What this means in real life is that if you want to put more than five PCI devices on a system, then you must use PCI-to-PCI bridge chips configured in the following manner:

Figure 5: PCI-to-PCI bridge chips

This hierarchical tree structure, outlined above, is one of the features that distinguishes PCI from peer-to-peer and point-to-point next-generation interconnects like HyperTransport and Infiniband. The root at the top of the diagram is the master controller which is responsible for initializing and configuring all of the PCI devices in the system at boot-up. This makes every PCI device a slave device, with one master controlling them. And because the master must enumerate all of the devices and configure the entire system at boot time, there can be no hot-plugging or hot-swapping.

Excursus: organizing bus traffic

Generally speaking, there are two pairs of categories into which all bus traffic can be placed.
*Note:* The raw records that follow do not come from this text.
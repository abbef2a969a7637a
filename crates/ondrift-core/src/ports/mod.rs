//! Port definitions (hexagonal architecture interfaces)
//!
//! This module defines the port traits that form the boundaries of the
//! hexagonal architecture. Ports are interfaces that the domain core
//! depends on, but whose implementations live in adapter crates.
//!
//! ## Ports Overview
//!
//! - [`ICloudProvider`] - Cloud storage operations (OneDrive, future providers)
//! - [`IStateRepository`] - Persistent storage for sync state, accounts, audit
//! - [`ILocalFileSystem`] - Local filesystem operations and file watching
//! - [`INotificationService`] - Desktop notifications and progress reporting
//! - [`ContentRelocator`] - Moving cached content when a remote id changes

pub mod cloud_provider;
pub mod content_relocator;
pub mod local_filesystem;
pub mod notification;
pub mod state_repository;

pub use cloud_provider::{AuthFlow, DeltaItem, DeltaResponse, ICloudProvider, Tokens, UserInfo};
pub use content_relocator::ContentRelocator;
pub use local_filesystem::{FileSystemState, IFileObserver, ILocalFileSystem, WatchHandle};
pub use notification::{INotificationService, Notification, NotificationPriority};
pub use state_repository::{IStateRepository, ItemFilter};
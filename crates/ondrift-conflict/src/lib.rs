//! OnDrift Conflict - Conflict detection and resolution
//!
//! Provides:
//! - Hash-based conflict detection
//! - Configurable resolution strategies
//! - Automatic resolution for configured patterns
//! - Manual resolution UI integration

pub mod detector;
pub mod error;
pub mod namer;
pub mod policy;
pub mod resolver;
pub mod use_cases;

pub use detector::{ConflictDetector, DetectionResult};
pub use error::ConflictError;
pub use namer::ConflictNamer;
pub use policy::{ConflictRule, PolicyEngine};
pub use resolver::{BatchResult, ConflictResolver};
pub use use_cases::{DetectConflictUseCase, ResolveConflictUseCase};
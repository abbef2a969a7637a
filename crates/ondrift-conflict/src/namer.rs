//! Conflict naming for keep-both resolution
//!
//! Generates unique file names for conflict copies, following the pattern:
//! `filename (conflict YYYY-MM-DDTHH:MM:SSZ).ext`

use chrono::Utc;

/// Generates unique conflict file names
pub struct ConflictNamer;

impl ConflictNamer {
    /// Generates a conflict copy filename
    ///
    /// Given "report.docx", produces something like:
    /// "report (conflict 2026-02-07T10:15:30Z).docx"
    pub fn generate(original_name: &str) -> String {
        let timestamp = Utc::now().format("%Y-%m-%dT%H:%M:%SZ");

        if let Some(dot_pos) = original_name.rfind('.') {
            let stem = &original_name[..dot_pos];
            let ext = &original_name[dot_pos..];
            format!("{stem} (conflict {timestamp}){ext}")
        } else {
            format!("{original_name} (conflict {timestamp})")
        }
    }

    /// Verifies the generated name doesn't collide with existing names
    ///
    /// If the name already exists, appends an incrementing numeric suffix
    /// (`(2)`, `(3)`, ...) until a free name is found.
    pub fn generate_unique<F>(original_name: &str, mut exists: F) -> String
    where
        F: FnMut(&str) -> bool,
    {
        let candidate = Self::generate(original_name);
        if !exists(&candidate) {
            return candidate;
        }

        for i in 2..=99 {
            let numbered = if let Some(dot_pos) = candidate.rfind('.') {
                let stem = &candidate[..dot_pos];
                let ext = &candidate[dot_pos..];
                format!("{stem} ({i}){ext}")
            } else {
                format!("{candidate} ({i})")
            };

            if !exists(&numbered) {
                return numbered;
            }
        }

        // Exhausted the numeric fallback range; fall back to a nanosecond
        // timestamp, which cannot collide with anything generated this run.
        let nanos = Utc::now().timestamp_nanos_opt().unwrap_or_default();
        if let Some(dot_pos) = candidate.rfind('.') {
            let stem = &candidate[..dot_pos];
            let ext = &candidate[dot_pos..];
            format!("{stem} ({nanos}){ext}")
        } else {
            format!("{candidate} ({nanos})")
        }
    }
}

#[cfg(test)]
mod tests {
    use super::*;

    #[test]
    fn test_generate_with_extension() {
        let name = ConflictNamer::generate("report.docx");
        assert!(name.starts_with("report (conflict "));
        assert!(name.ends_with(").docx"));
        assert!(name.contains("20")); // year prefix
    }

    #[test]
    fn test_generate_without_extension() {
        let name = ConflictNamer::generate("Makefile");
        assert!(name.starts_with("Makefile (conflict "));
        assert!(name.ends_with(')'));
    }

    #[test]
    fn test_generate_with_multiple_dots() {
        let name = ConflictNamer::generate("archive.tar.gz");
        assert!(name.ends_with(").gz"));
        assert!(name.contains("archive.tar (conflict"));
    }

    #[test]
    fn test_generate_unique_no_collision() {
        let name = ConflictNamer::generate_unique("test.txt", |_| false);
        assert!(name.contains("conflict"));
    }

    #[test]
    fn test_generate_unique_with_collision_falls_back_to_numeric_suffix() {
        let mut call_count = 0;
        let name = ConflictNamer::generate_unique("test.txt", |_| {
            call_count += 1;
            call_count <= 1 // first candidate collides
        });
        assert!(name.ends_with("(2).txt"));
    }
}
//! Status change notifications.
//!
//! Every caller that transitions a [`SyncItem`]/inode's [`ItemState`] —
//! the FUSE layer on local writes, the sync engine on delta application,
//! the upload manager on promotion — reports it through [`StatusTracker`]
//! so that anything watching an item's status (xattr readers, a future
//! tray icon, tests) observes the change as it happens instead of only
//! on the next poll.
//!
//! ## Design Notes
//!
//! - Backed by `tokio::sync::broadcast` rather than an IPC/D-Bus bridge:
//!   this workspace has no desktop-notification crate, and a broadcast
//!   channel is enough for in-process subscribers.
//! - `emit` never blocks and never fails the caller: a lagging or absent
//!   subscriber only means that subscriber misses events, not that the
//!   state transition itself is rejected.

use tokio::sync::broadcast;

use crate::domain::newtypes::{RemoteId, UniqueId};
use crate::domain::sync_item::ItemState;

/// Bounded so a slow subscriber falls behind and drops old events rather
/// than retaining memory indefinitely.
const STATUS_EVENT_CHANNEL_CAPACITY: usize = 256;

/// One item's status having changed.
#[derive(Debug, Clone, PartialEq)]
pub struct StatusEvent {
    pub item_id: UniqueId,
    pub remote_id: Option<RemoteId>,
    pub state: ItemState,
}

impl StatusEvent {
    pub fn new(item_id: UniqueId, remote_id: Option<RemoteId>, state: ItemState) -> Self {
        Self {
            item_id,
            remote_id,
            state,
        }
    }
}

/// Publishes [`StatusEvent`]s to any number of subscribers.
///
/// Cloning a `StatusTracker` shares the same underlying channel (the
/// `broadcast::Sender` is itself cheaply cloneable), so it can be handed
/// to every manager that needs to emit without wrapping it in an `Arc`.
#[derive(Clone)]
pub struct StatusTracker {
    tx: broadcast::Sender<StatusEvent>,
}

impl StatusTracker {
    pub fn new() -> Self {
        let (tx, _rx) = broadcast::channel(STATUS_EVENT_CHANNEL_CAPACITY);
        Self { tx }
    }

    /// Subscribes to future status events. Events emitted before this
    /// call are not replayed.
    pub fn subscribe(&self) -> broadcast::Receiver<StatusEvent> {
        self.tx.subscribe()
    }

    /// Publishes `event` to all current subscribers. A no-op if there are
    /// none.
    pub fn emit(&self, event: StatusEvent) {
        let _ = self.tx.send(event);
    }

    /// Number of subscribers currently listening.
    pub fn receiver_count(&self) -> usize {
        self.tx.receiver_count()
    }
}

impl Default for StatusTracker {
    fn default() -> Self {
        Self::new()
    }
}
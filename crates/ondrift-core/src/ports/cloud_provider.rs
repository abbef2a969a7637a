//! Cloud provider port (driven/secondary port)
//!
//! This module defines the interface for interacting with cloud storage
//! providers. The primary implementation targets Microsoft OneDrive via
//! the Microsoft Graph API, but the trait is designed to be provider-agnostic
//! to support future multi-provider scenarios.
//!
//! ## Design Notes
//!
//! - Uses `anyhow::Result` because errors at port boundaries are adapter-specific
//!   and don't need domain-level classification.
//! - Uses `#[async_trait]` for async trait methods.
//! - The `DeltaItem` struct is a port-level DTO, not a domain entity;
//!   use cases are responsible for mapping it to `SyncItem`.

use chrono::{DateTime, Utc};
use serde::{Deserialize, Serialize};

use crate::domain::newtypes::{DeltaToken, RemoteId, RemotePath};

// ============================================================================
// T048: AuthFlow enum
// ============================================================================

/// OAuth authentication flow configuration
///
/// Defines how the application should authenticate with the cloud provider.
/// Currently supports the Authorization Code flow with PKCE, which is the
/// recommended flow for native/desktop applications.
#[derive(Debug, Clone)]
pub enum AuthFlow {
    /// OAuth 2.0 Authorization Code flow with PKCE (RFC 7636)
    ///
    /// This is the recommended flow for native applications that cannot
    /// securely store a client secret.
    AuthorizationCodePKCE {
        /// Application (client) ID registered with the provider
        app_id: String,
        /// Redirect URI for receiving the authorization code
        redirect_uri: String,
        /// OAuth scopes to request (e.g., "Files.ReadWrite.All", "offline_access")
        scopes: Vec<String>,
    },
}

// ============================================================================
// T049: Tokens struct
// ============================================================================

/// OAuth tokens received from the cloud provider
///
/// Contains the access token for API requests, an optional refresh token
/// for obtaining new access tokens, and the expiration time.
#[derive(Debug, Clone, Serialize, Deserialize)]
pub struct Tokens {
    /// Bearer token for authenticating API requests
    pub access_token: String,
    /// Token for refreshing the access token without user interaction
    /// (requires `offline_access` scope)
    pub refresh_token: Option<String>,
    /// When the access token expires
    pub expires_at: DateTime<Utc>,
}

impl Tokens {
    /// Returns true if the access token has expired
    pub fn is_expired(&self) -> bool {
        Utc::now() >= self.expires_at
    }

    /// Returns true if the access token will expire within the given duration
    pub fn expires_within(&self, duration: chrono::Duration) -> bool {
        Utc::now() + duration >= self.expires_at
    }
}

// ============================================================================
// T050: DeltaResponse and DeltaItem structs
// ============================================================================

/// Response from a delta (incremental changes) query
///
/// Contains the list of changed items and pagination/continuation tokens.
/// The delta mechanism enables efficient incremental synchronization by
/// only returning items that have changed since the last query.
#[derive(Debug, Clone)]
pub struct DeltaResponse {
    /// List of items that have changed since the last delta query
    pub items: Vec<DeltaItem>,
    /// URL for fetching the next page of results (None if this is the last page)
    pub next_link: Option<String>,
    /// Token for the next delta query (present only on the last page)
    pub delta_link: Option<String>,
}

/// A single item from a delta query response
///
/// This is a port-level DTO that represents raw data from the cloud provider.
/// Use cases are responsible for mapping `DeltaItem` instances to domain
/// `SyncItem` entities.
#[derive(Debug, Clone, Serialize, Deserialize)]
pub struct DeltaItem {
    /// Provider-specific item identifier
    pub id: String,
    /// Item name (file or folder name)
    pub name: String,
    /// Full path of the item in the cloud (None for deleted items)
    pub path: Option<String>,
    /// File size in bytes (None for folders or deleted items)
    pub size: Option<u64>,
    /// Content hash for integrity verification (None for folders)
    pub hash: Option<String>,
    /// Last modified timestamp (None for deleted items)
    pub modified: Option<DateTime<Utc>>,
    /// Whether this item has been deleted since the last delta
    pub is_deleted: bool,
    /// Whether this item is a directory/folder
    pub is_directory: bool,
    /// Parent folder ID (None for root items)
    pub parent_id: Option<String>,
}

// ============================================================================
// T051: UserInfo struct
// ============================================================================

/// Information about the authenticated user
///
/// Retrieved from the cloud provider's user profile endpoint.
/// Used during account setup and for displaying account details.
#[derive(Debug, Clone, Serialize, Deserialize)]
pub struct UserInfo {
    /// User's email address
    pub email: String,
    /// User's display name
    pub display_name: String,
    /// Provider-specific user/drive identifier
    pub id: String,
    /// Storage quota used in bytes
    pub quota_used: u64,
    /// Total storage quota in bytes
    pub quota_total: u64,
}

// ============================================================================
// T052: ICloudProvider trait
// ============================================================================

/// Port trait for cloud storage provider operations
///
/// This is the primary interface for all interactions with the cloud storage
/// backend. Implementations handle the provider-specific API calls, authentication,
/// rate limiting, and error mapping.
///
/// ## Implementation Notes
///
/// - Implementations should handle retry logic for transient errors internally
///   or propagate them as `anyhow::Error` for the use case layer to handle.
/// - The `progress` callback in `upload_file_session` is called with
///   `(bytes_sent, total_bytes)` to report upload progress.
/// - All methods assume that valid authentication tokens are available;
///   token refresh should be handled by the implementation or a wrapper.
#[async_trait::async_trait]
pub trait ICloudProvider: Send + Sync {
    /// Initiates the OAuth authentication flow
    ///
    /// # Arguments
    /// * `auth_flow` - Configuration for the authentication flow
    ///
    /// # Returns
    /// OAuth tokens on successful authentication
    async fn authenticate(&self, auth_flow: &AuthFlow) -> anyhow::Result<Tokens>;

    /// Refreshes an expired access token using a refresh token
    ///
    /// # Arguments
    /// * `refresh_token` - The refresh token from a previous authentication
    ///
    /// # Returns
    /// New OAuth tokens with a fresh access token
    async fn refresh_tokens(&self, refresh_token: &str) -> anyhow::Result<Tokens>;

    /// Queries for changes since the last delta token
    ///
    /// If `token` is `None`, returns all items (initial sync).
    /// If `token` is `Some`, returns only items changed since that token.
    ///
    /// # Arguments
    /// * `token` - Delta token from a previous query (None for initial sync)
    ///
    /// # Returns
    /// A response containing changed items and continuation/delta tokens
    async fn get_delta(&self, token: Option<&DeltaToken>) -> anyhow::Result<DeltaResponse>;

    /// Downloads a file's content by its remote ID
    ///
    /// # Arguments
    /// * `remote_id` - The provider-specific identifier for the file
    ///
    /// # Returns
    /// The file contents as a byte vector
    async fn download_file(&self, remote_id: &RemoteId) -> anyhow::Result<Vec<u8>>;

    /// Uploads a small file (< 4MB for OneDrive) in a single request
    ///
    /// # Arguments
    /// * `parent_path` - The remote path of the parent folder
    /// * `name` - The file name
    /// * `data` - The file contents
    /// * `if_match_etag` - Optional ETag for conditional upload (If-Match header).
    ///   When provided, the upload will only succeed if the remote file's current
    ///   ETag matches. This prevents overwriting concurrent changes (race condition
    ///   protection). Pass `None` for unconditional upload.
    ///
    /// # Returns
    /// Metadata of the uploaded file
    async fn upload_file(
        &self,
        parent_path: &RemotePath,
        name: &str,
        data: &[u8],
        if_match_etag: Option<&str>,
    ) -> anyhow::Result<DeltaItem>;

    /// Uploads a large file using a resumable upload session
    ///
    /// This method should be used for files larger than the provider's
    /// simple upload size limit (4MB for OneDrive).
    ///
    /// # Arguments
    /// * `parent_path` - The remote path of the parent folder
    /// * `name` - The file name
    /// * `data` - The file contents
    /// * `progress` - Optional callback reporting (bytes_sent, total_bytes)
    ///
    /// # Returns
    /// Metadata of the uploaded file
    async fn upload_file_session(
        &self,
        parent_path: &RemotePath,
        name: &str,
        data: &[u8],
        progress: Option<Box<dyn Fn(u64, u64) + Send>>,
    ) -> anyhow::Result<DeltaItem>;

    /// Retrieves metadata for a specific item by its remote ID
    ///
    /// # Arguments
    /// * `remote_id` - The provider-specific identifier for the item
    ///
    /// # Returns
    /// The item's metadata
    async fn get_metadata(&self, remote_id: &RemoteId) -> anyhow::Result<DeltaItem>;

    /// Retrieves information about the authenticated user
    ///
    /// # Returns
    /// User profile and quota information
    async fn get_user_info(&self) -> anyhow::Result<UserInfo>;

    /// Deletes an item from the cloud storage
    ///
    /// # Arguments
    /// * `remote_id` - The provider-specific identifier for the item to delete
    async fn delete_item(&self, remote_id: &RemoteId) -> anyhow::Result<()>;

    /// Renames and/or moves an item to a new parent folder.
    ///
    /// Maps to a `PATCH /me/drive/items/{id}` request that updates `name`
    /// and/or `parentReference.id`. Used both for direct FUSE `rename()`
    /// calls issued while online and for replaying a queued offline rename
    /// once connectivity returns.
    ///
    /// # Arguments
    /// * `remote_id` - The item being renamed or moved
    /// * `new_parent_id` - The remote id of the new parent folder, if the
    ///   item is changing directories (`None` keeps the current parent)
    /// * `new_name` - The item's name after the operation
    async fn move_item(
        &self,
        remote_id: &RemoteId,
        new_parent_id: Option<&RemoteId>,
        new_name: &str,
    ) -> anyhow::Result<DeltaItem>;

    /// Downloads one rendered thumbnail for an item at the given named or
    /// `WxH` size.
    ///
    /// # Arguments
    /// * `remote_id` - The provider-specific identifier for the item
    /// * `size` - Provider-defined size label (e.g. `"small"`, `"medium"`)
    async fn get_thumbnail(&self, remote_id: &RemoteId, size: &str) -> anyhow::Result<Vec<u8>>;
}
The first pair of categories is address traffic and data traffic. The data is the information that you're using the bus to send or receive from a device that's attached to it, and address is location of the particular device (or the region within a particular device) where the information is being sent.

Page 8: PCI Express and Bus Architecture

So any bus which supports multiple devices will need a way of handling both address traffic and data traffic, and of distinguishing between the two.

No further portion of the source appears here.